@aral this is (if you're me) actually a really important point. I feel like something can only really become shit if it starts from a shit place. Even if along the way it managed to be good at *something* it still started from a opportunity of the means to a self-serving ends
Even the critics elevate these software product pushers to something more by treating their outputs as emergent technologies free from the shackles of packaging that take up shelf space which would be justified if they can just find that killer app.
That’s the problem! All the killer apps of the past were recognised in hindsight.
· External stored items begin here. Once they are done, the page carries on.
//! HTML fragments for the three page kinds.

use super::grid::GridLayout;
use super::tile::DisplayTile;

const STYLE: &str = "\
body { font-family: sans-serif; margin: 0 auto; max-width: 960px; padding: 16px; }
header h1 { margin: 0 0 16px 0; }
.grid { display: grid; gap: 12px; }
.row { display: contents; }
.tile { position: relative; }
.tile img { display: block; width: 100%; height: auto; }
.caption { position: absolute; bottom: 0; left: 0; right: 0; padding: 5px;
  background-color: rgba(255, 255, 255, 0.9); max-height: 4.5em; overflow: hidden; }
.caption a { color: black; text-decoration: none; }
.notice { padding: 12px; }
.error { padding: 12px; background: #fdecea; color: #611a15; border-radius: 4px; }
";

/// Escapes text for use in HTML element content and quoted attributes.
#[must_use]
pub fn escape_html(text: &str) -> String {
    let mut out = String::with_capacity(text.len());
    for ch in text.chars() {
        match ch {
            '&' => out.push_str("&amp;"),
            '<' => out.push_str("&lt;"),
            '>' => out.push_str("&gt;"),
            '"' => out.push_str("&quot;"),
            '\'' => out.push_str("&#39;"),
            other => out.push(other),
        }
    }
    out
}

/// Wraps `body` in a complete document with the page heading.
pub(super) fn document(page_title: &str, body: &str) -> String {
    let title = escape_html(page_title);
    format!(
        "<!DOCTYPE html>\n<html lang=\"en\">\n<head>\n<meta charset=\"utf-8\">\n\
         <title>{title}</title>\n<style>\n{STYLE}</style>\n</head>\n<body>\n\
         <header><h1>{title}</h1></header>\n<main>\n{body}</main>\n</body>\n</html>\n"
    )
}

/// The tile grid. `cover_paths[i]` is the relative image path for tile `i`.
///
/// Each tile is pinned to the cell [`GridLayout::position`] assigns it; a
/// new row element opens whenever a tile lands in the first column.
pub(super) fn grid_body(grid: GridLayout, tiles: &[DisplayTile], cover_paths: &[String]) -> String {
    let mut body = format!(
        "<div class=\"grid\" style=\"grid-template-columns: repeat({}, 1fr);\">\n",
        grid.columns.max(1)
    );
    let mut row_open = false;
    for (index, tile) in tiles.iter().enumerate() {
        let Some((row, column)) = grid.position(index) else {
            break;
        };
        if column == 0 {
            if row_open {
                body.push_str("</div>\n");
            }
            body.push_str("<div class=\"row\">\n");
            row_open = true;
        }
        let link = escape_html(tile.link());
        let caption = escape_html(tile.caption());
        let src = cover_paths.get(index).map_or("", String::as_str);
        body.push_str(&format!(
            "<div class=\"tile\" style=\"grid-row: {r}; grid-column: {c};\">\n\
             <a href=\"{link}\"><img src=\"{src}\" alt=\"{caption}\" \
             width=\"{w}\" height=\"{h}\"></a>\n\
             <div class=\"caption\"><a href=\"{link}\">{caption}</a></div>\n</div>\n",
            r = row + 1,
            c = column + 1,
            w = tile.cover().size().width,
            h = tile.cover().size().height,
        ));
    }
    if row_open {
        body.push_str("</div>\n");
    }
    body.push_str("</div>\n");
    body
}

/// The informational page shown when the catalog returned nothing.
pub(super) fn notice_body(message: &str) -> String {
    format!("<p class=\"notice\">{}</p>\n", escape_html(message))
}

/// The page shown after a fatal error.
pub(super) fn error_body(message: &str) -> String {
    format!(
        "<div class=\"error\" role=\"alert\">{}</div>\n",
        escape_html(message)
    )
}
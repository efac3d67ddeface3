//! One cover per title record.

use futures_util::StreamExt;
use futures_util::stream;
use tracing::{debug, info};

use crate::catalog::TitleRecord;

use super::normalize::TargetSize;
use super::{CoverChain, CoverImage};

/// Resolves covers for title records, falling back to the default cover.
///
/// Built once per run; holds no state between records beyond the
/// preloaded default cover.
#[derive(Debug)]
pub struct CoverPipeline {
    chain: CoverChain,
    default_cover: CoverImage,
    size: TargetSize,
    concurrency: usize,
}

impl CoverPipeline {
    /// Creates a sequential pipeline.
    #[must_use]
    pub fn new(chain: CoverChain, default_cover: CoverImage, size: TargetSize) -> Self {
        Self {
            chain,
            default_cover,
            size,
            concurrency: 1,
        }
    }

    /// Resolves up to `concurrency` records at once. Output order is
    /// unaffected.
    #[must_use]
    pub fn with_concurrency(mut self, concurrency: usize) -> Self {
        self.concurrency = concurrency.max(1);
        self
    }

    /// The cover used whenever no provider succeeds.
    #[must_use]
    pub fn default_cover(&self) -> &CoverImage {
        &self.default_cover
    }

    /// Resolves exactly one cover for `record`.
    #[tracing::instrument(skip_all, fields(oclc = record.oclc_number()))]
    pub async fn resolve(&self, record: &TitleRecord) -> CoverImage {
        let isbns: Vec<&str> = record.candidate_isbns().collect();
        if isbns.is_empty() {
            debug!("Record has no ISBNs, using default cover");
            return self.default_cover.clone();
        }

        match self.chain.resolve(&isbns, self.size).await {
            Some(cover) => cover,
            None => {
                debug!(isbns = isbns.len(), "No provider had a cover, using default");
                self.default_cover.clone()
            }
        }
    }

    /// Resolves covers for all records, returned in input order.
    pub async fn resolve_all(&self, records: &[TitleRecord]) -> Vec<CoverImage> {
        let covers: Vec<CoverImage> = stream::iter(records.iter().map(|record| self.resolve(record)))
            .buffered(self.concurrency)
            .collect()
            .await;

        let defaults = covers.iter().filter(|cover| cover.is_default()).count();
        info!(
            records = records.len(),
            found = covers.len() - defaults,
            defaults,
            "Covers resolved"
        );
        covers
    }
}
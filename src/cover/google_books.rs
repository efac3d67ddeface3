//! Secondary cover lookup via the Google Books volumes search.
//!
//! `GET {base}/books/v1/volumes?q=isbn:{isbn}`; the cover is
//! `items[0].volumeInfo.imageLinks.thumbnail` when present.

use async_trait::async_trait;
use reqwest::Client;
use serde::Deserialize;
use tracing::debug;

use crate::config::HttpTimeouts;
use crate::http_client::build_http_client;

use super::fetch::fetch_cover_bytes;
use super::{CoverError, CoverProvider, LookupStep, ProviderPriority};

const NAME: &str = "google-books";

// ==================== Volumes API Response Types ====================

#[derive(Debug, Default, Deserialize)]
struct VolumesResponse {
    #[serde(default)]
    items: Vec<Volume>,
}

#[derive(Debug, Deserialize)]
#[serde(rename_all = "camelCase")]
struct Volume {
    volume_info: Option<VolumeInfo>,
}

#[derive(Debug, Deserialize)]
#[serde(rename_all = "camelCase")]
struct VolumeInfo {
    image_links: Option<ImageLinks>,
}

#[derive(Debug, Deserialize)]
struct ImageLinks {
    thumbnail: Option<String>,
}

impl VolumesResponse {
    /// Thumbnail of the first result only; later results are ignored.
    fn first_thumbnail(&self) -> Option<&str> {
        self.items
            .first()?
            .volume_info
            .as_ref()?
            .image_links
            .as_ref()?
            .thumbnail
            .as_deref()
            .filter(|url| !url.trim().is_empty())
    }
}

// ==================== GoogleBooksProvider ====================

/// Looks covers up through a books-metadata search keyed on `isbn:`.
pub struct GoogleBooksProvider {
    client: Client,
    base_url: String,
}

impl GoogleBooksProvider {
    /// Creates a provider rooted at `base_url`.
    ///
    /// # Errors
    ///
    /// Returns [`CoverError::ClientBuild`] if HTTP client construction fails.
    pub fn with_base_url(
        base_url: impl Into<String>,
        timeouts: HttpTimeouts,
    ) -> Result<Self, CoverError> {
        let client = build_http_client(NAME, timeouts).map_err(|source| CoverError::ClientBuild {
            provider: NAME.to_string(),
            source,
        })?;
        Ok(Self {
            client,
            base_url: base_url.into().trim_end_matches('/').to_string(),
        })
    }
}

impl std::fmt::Debug for GoogleBooksProvider {
    fn fmt(&self, f: &mut std::fmt::Formatter<'_>) -> std::fmt::Result {
        f.debug_struct("GoogleBooksProvider")
            .field("base_url", &self.base_url)
            .finish_non_exhaustive()
    }
}

#[async_trait]
impl CoverProvider for GoogleBooksProvider {
    fn name(&self) -> &'static str {
        NAME
    }

    fn priority(&self) -> ProviderPriority {
        ProviderPriority::Secondary
    }

    #[tracing::instrument(skip(self), fields(provider = NAME))]
    async fn lookup(&self, isbn: &str) -> Result<LookupStep, CoverError> {
        let url = format!(
            "{}/books/v1/volumes?q=isbn:{}",
            self.base_url,
            urlencoding::encode(isbn)
        );
        debug!(api_url = %url, "Calling Google Books API");

        let response = self
            .client
            .get(&url)
            .send()
            .await
            .map_err(|e| CoverError::network(NAME, &url, e))?;

        let status = response.status();
        if !status.is_success() {
            return Ok(LookupStep::NotFound(CoverError::http_status(
                NAME,
                &url,
                status.as_u16(),
            )));
        }

        let body = match response.json::<VolumesResponse>().await {
            Ok(parsed) => parsed,
            Err(e) => {
                return Ok(LookupStep::NotFound(CoverError::not_found(
                    NAME,
                    isbn,
                    format!("unexpected response body: {e}"),
                )));
            }
        };

        match body.first_thumbnail() {
            Some(thumbnail) => fetch_cover_bytes(&self.client, NAME, isbn, thumbnail).await,
            None if body.items.is_empty() => Ok(LookupStep::NotFound(CoverError::not_found(
                NAME,
                isbn,
                "no volumes matched",
            ))),
            None => Ok(LookupStep::NotFound(CoverError::not_found(
                NAME,
                isbn,
                "first volume has no thumbnail",
            ))),
        }
    }
}
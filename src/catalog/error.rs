//! Error types for the new-titles query.

use thiserror::Error;

/// Errors that abort the catalog query. None of them are retried.
#[derive(Debug, Error)]
pub enum CatalogError {
    /// The HTTP client could not be constructed.
    #[error("cannot build catalog client: {source}")]
    ClientBuild {
        /// The underlying client construction error.
        #[source]
        source: reqwest::Error,
    },

    /// The configured endpoint is not a valid URL.
    #[error("invalid catalog URL '{url}': {reason}")]
    InvalidUrl {
        /// The rejected URL.
        url: String,
        /// Parser message.
        reason: String,
    },

    /// Network-level failure reaching the catalog.
    #[error("cannot reach catalog {url}: {source}\n  Suggestion: Check your network connection")]
    Network {
        /// The request URL.
        url: String,
        /// The underlying transport error.
        #[source]
        source: reqwest::Error,
    },

    /// The catalog answered with a non-success status.
    #[error("catalog query {url} failed with HTTP {status}")]
    HttpStatus {
        /// The request URL.
        url: String,
        /// The HTTP status code.
        status: u16,
    },

    /// The body was not the expected JSON envelope.
    #[error("unexpected catalog response from {url}: {reason}")]
    Decode {
        /// The request URL.
        url: String,
        /// Decoder message.
        reason: String,
    },
}

impl CatalogError {
    /// Creates a network error from a reqwest error.
    pub fn network(url: impl Into<String>, source: reqwest::Error) -> Self {
        Self::Network {
            url: url.into(),
            source,
        }
    }

    /// Creates an HTTP status error.
    pub fn http_status(url: impl Into<String>, status: u16) -> Self {
        Self::HttpStatus {
            url: url.into(),
            status,
        }
    }

    /// Creates a decode error.
    pub fn decode(url: impl Into<String>, reason: impl Into<String>) -> Self {
        Self::Decode {
            url: url.into(),
            reason: reason.into(),
        }
    }
}

#[cfg(test)]
mod tests {
    use super::*;

    #[test]
    fn test_http_status_message() {
        let err = CatalogError::http_status("https://catalog.example/new-titles", 503);
        let msg = err.to_string();
        assert!(msg.contains("503"));
        assert!(msg.contains("catalog.example"));
    }

    #[test]
    fn test_decode_message_contains_reason() {
        let err = CatalogError::decode("https://catalog.example", "expected value at line 1");
        assert!(err.to_string().contains("expected value"));
    }
}
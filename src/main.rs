//! CLI entry point for newshelf.

use std::process::ExitCode;

use anyhow::{Context, Result};
use clap::Parser;
use newshelf_core::{page_for, renderer_for, run};
use tracing::{debug, error, info};

mod app_config;
mod cli;
mod config_runtime;

use cli::Args;

#[tokio::main]
async fn main() -> Result<ExitCode> {
    // Parse CLI arguments first (before tracing, so --help works without logs)
    let args = Args::parse();

    // Priority: RUST_LOG env var > quiet flag > verbose flag > default (info)
    let default_level = config_runtime::resolve_default_log_level(&args);
    let filter = tracing_subscriber::EnvFilter::try_from_default_env()
        .unwrap_or_else(|_| tracing_subscriber::EnvFilter::new(default_level));
    tracing_subscriber::fmt()
        .with_env_filter(filter)
        .with_writer(std::io::stderr)
        .init();

    debug!(output = %args.output.display(), config = ?args.config, "CLI arguments parsed");
    info!("Newshelf starting");

    let file_config = app_config::load_file_config(args.config.as_deref())?;
    let settings = config_runtime::resolve_settings(&args, file_config.as_ref());
    let credentials = config_runtime::resolve_credentials(&args, file_config.as_ref())?;

    let today = chrono::Local::now().date_naive();
    let result = run(&settings, credentials, today).await;
    let failed = match &result {
        Ok(outcome) => {
            info!(tiles = outcome.tile_count(), "Titles rendered");
            false
        }
        Err(err) => {
            error!(error = %err, "Run failed");
            true
        }
    };

    let page = page_for(result);
    let index = renderer_for(&settings)
        .render(&page)
        .write_to(&args.output)
        .await
        .with_context(|| format!("Failed to write page to '{}'", args.output.display()))?;
    println!("{}", index.display());

    Ok(if failed {
        ExitCode::FAILURE
    } else {
        ExitCode::SUCCESS
    })
}
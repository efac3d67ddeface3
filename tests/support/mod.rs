//! Shared helpers for integration tests against local mock servers.
#![allow(dead_code)]

pub mod socket_guard;

use newshelf_core::Settings;
use serde_json::{Value, json};
use wiremock::matchers::{method, path};
use wiremock::{Mock, MockServer, ResponseTemplate};

/// Bearer token handed out by [`mount_token`].
pub const TEST_TOKEN: &str = "tk_test_123";

/// Encodes a solid-colour PNG of the given size for use as a mock cover.
pub fn png_bytes(width: u32, height: u32, rgb: [u8; 3]) -> Vec<u8> {
    let image = image::RgbImage::from_pixel(width, height, image::Rgb(rgb));
    let mut out = std::io::Cursor::new(Vec::new());
    image::DynamicImage::ImageRgb8(image)
        .write_to(&mut out, image::ImageFormat::Png)
        .expect("encode png");
    out.into_inner()
}

/// Settings with every endpoint pointed at `server`.
pub fn settings_for(server: &MockServer) -> Settings {
    let mut settings = Settings::default();
    settings.token_url = format!("{}/token", server.uri());
    settings.catalog.url = format!("{}/new-titles", server.uri());
    settings.covers.primary_url = server.uri();
    settings.covers.secondary_url = server.uri();
    settings.link_template = "https://catalog.example/oclc/{oclc}".to_string();
    settings
}

/// A brief record as the catalog returns it.
pub fn brief_record(title: &str, oclc: &str, isbns: &[&str]) -> Value {
    json!({ "title": title, "oclcNumber": oclc, "isbns": isbns })
}

/// Token endpoint answering 200 with [`TEST_TOKEN`].
pub async fn mount_token(server: &MockServer) {
    Mock::given(method("POST"))
        .and(path("/token"))
        .respond_with(ResponseTemplate::new(200).set_body_json(json!({
            "access_token": TEST_TOKEN,
            "token_type": "bearer",
            "expires_in": 1199
        })))
        .mount(server)
        .await;
}

/// Catalog endpoint answering with `records` as `briefRecords`.
pub async fn mount_catalog(server: &MockServer, records: Vec<Value>) {
    Mock::given(method("GET"))
        .and(path("/new-titles"))
        .respond_with(ResponseTemplate::new(200).set_body_json(json!({
            "numberOfRecords": records.len(),
            "briefRecords": records
        })))
        .mount(server)
        .await;
}

/// Primary lookup answering with an image for `isbn`, served from the same
/// server.
pub async fn mount_primary_cover(server: &MockServer, isbn: &str, image: Vec<u8>) {
    let image_path = format!("/images/{isbn}.png");
    Mock::given(method("GET"))
        .and(path(format!("/bookcover/{isbn}")))
        .respond_with(
            ResponseTemplate::new(200)
                .set_body_json(json!({ "url": format!("{}{image_path}", server.uri()) })),
        )
        .mount(server)
        .await;
    Mock::given(method("GET"))
        .and(path(image_path))
        .respond_with(ResponseTemplate::new(200).set_body_bytes(image))
        .mount(server)
        .await;
}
They weren’t anticipated as some inevitable justification for the underlying technology.
We are very susceptible to thinking *anything* is more than a product because a lot of money and effort went into making it. But that’s like playing Desert Bus for the full 8 hours and expecting a reward.
I also think that Ed Zitron is right that this time *feels different* than just “that’s capitalism” because capitalism has never had such an advantage of a product being so *virtual*, so *ethereal*.
And it sucks to hear so many critics like Ed Zitron have to keep saying “don’t get me wrong, I love tech” because they are constantly called pessimists or whatever. This stuff isn’t tech. It’s not innovation either. It’s crap products that are exposed only when we frame them as *products*.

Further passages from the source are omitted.